WORK ITEM ▸
What do the lines say, reproduced word for word, from the first of the entries below through the line bearing "pub struct RunSummary"?

Collected data ▸
------------------------------
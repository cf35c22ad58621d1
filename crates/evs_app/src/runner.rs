use anyhow::bail;
use engine_logging::{engine_info, engine_warn};
use evs_core::{EvsError, NodeInputs, OutputRecord, PollOutcome, TransferReport};
use evs_engine::{EngineEvent, EngineHandle, InvocationId};
use serde::Serialize;

const INVOCATION: InvocationId = 1;

/// What the command prints: the host's output set plus how the invocation ended.
#[derive(Debug, Clone, PartialEq, Serialize)]
pub struct RunSummary {
    pub outcome: PollOutcome,
    #[serde(skip_serializing_if = "Option::is_none")]
    pub error: Option<String>,
    pub outputs: OutputRecord,
}

impl RunSummary {
    pub fn new(outputs: OutputRecord, result: &Result<TransferReport, EvsError>) -> Self {
        match result {
            Ok(report) => Self {
                outcome: report.outcome,
                error: None,
                outputs,
            },
            Err(err) => Self {
                outcome: PollOutcome::Failure,
                error: Some(err.to_string()),
                outputs,
            },
        }
    }

    pub fn succeeded(&self) -> bool {
        self.error.is_none()
    }
}

/// Run one invocation on the engine and fold its events into an output record.
pub fn run_invocation(engine: &EngineHandle, inputs: NodeInputs) -> anyhow::Result<RunSummary> {
    if !engine.submit(INVOCATION, inputs) {
        bail!("engine is not running");
    }

    let mut outputs = OutputRecord::default();
    while let Some(event) = engine.recv() {
        match event {
            EngineEvent::Progress { percent, .. } => {
                engine_info!("Transfer progress {}%", percent);
            }
            EngineEvent::Outputs { update, .. } => outputs.apply(&update),
            EngineEvent::Completed { result, .. } => {
                if let Err(err) = &result {
                    engine_warn!("Transfer failed: {}", err);
                }
                return Ok(RunSummary::new(outputs, &result));
            }
        }
    }
    bail!("engine stopped before the transfer completed")
}

#[cfg(test)]
mod tests {
    use super::*;
    use serde_json::json;

    #[test]
    fn failed_run_keeps_outputs_and_error() {
        let mut outputs = OutputRecord::default();
        outputs.creation_status = Some(500);
        let result = Err(EvsError::Http {
            status: 500,
            url: "http://evs.local/api/job".into(),
        });

        let summary = RunSummary::new(outputs, &result);

        assert!(!summary.succeeded());
        let value = serde_json::to_value(&summary).unwrap();
        assert_eq!(value["outcome"], json!("failure"));
        assert_eq!(value["outputs"]["creation_status"], json!(500));
        assert!(value["error"].as_str().unwrap().contains("HTTP 500"));
    }

    #[test]
    fn tolerated_timeout_is_a_success() {
        let report = TransferReport {
            job_id: "srv-1".into(),
            outcome: PollOutcome::TimedOut,
            status: "Running".into(),
            progress: 40.0,
            body: json!({ "status": "Running" }),
        };
        let summary = RunSummary::new(OutputRecord::default(), &Ok(report));
        assert!(summary.succeeded());
        assert_eq!(summary.outcome, PollOutcome::TimedOut);
    }
}
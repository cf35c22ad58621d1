//! EVS engine: connector transport, job submission, status polling and
//! invocation execution.
mod api;
mod engine;
mod host;
mod poll;
mod run;
mod submit;
mod types;

pub use api::{EvsApi, RawResponse, ReqwestApi, TransportSettings};
pub use engine::EngineHandle;
pub use host::{ChannelHostSink, HostSink};
pub use poll::poll_job;
pub use run::{run_transfer, stop_best_effort};
pub use submit::{new_job_id, submit_job};
pub use types::{EngineEvent, InvocationId};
------------------------------
RESPONSE AREA ▸
repository cf35c22ad58621d1
filename crates/evs_app/src/runner.rs
use anyhow::bail;
use engine_logging::{engine_info, engine_warn};
use evs_core::{EvsError, NodeInputs, OutputRecord, PollOutcome, TransferReport};
use evs_engine::{EngineEvent, EngineHandle, InvocationId};
use serde::Serialize;

const INVOCATION: InvocationId = 1;

/// What the command prints: the host's output set plus how the invocation ended.
#[derive(Debug, Clone, PartialEq, Serialize)]
pub struct RunSummary {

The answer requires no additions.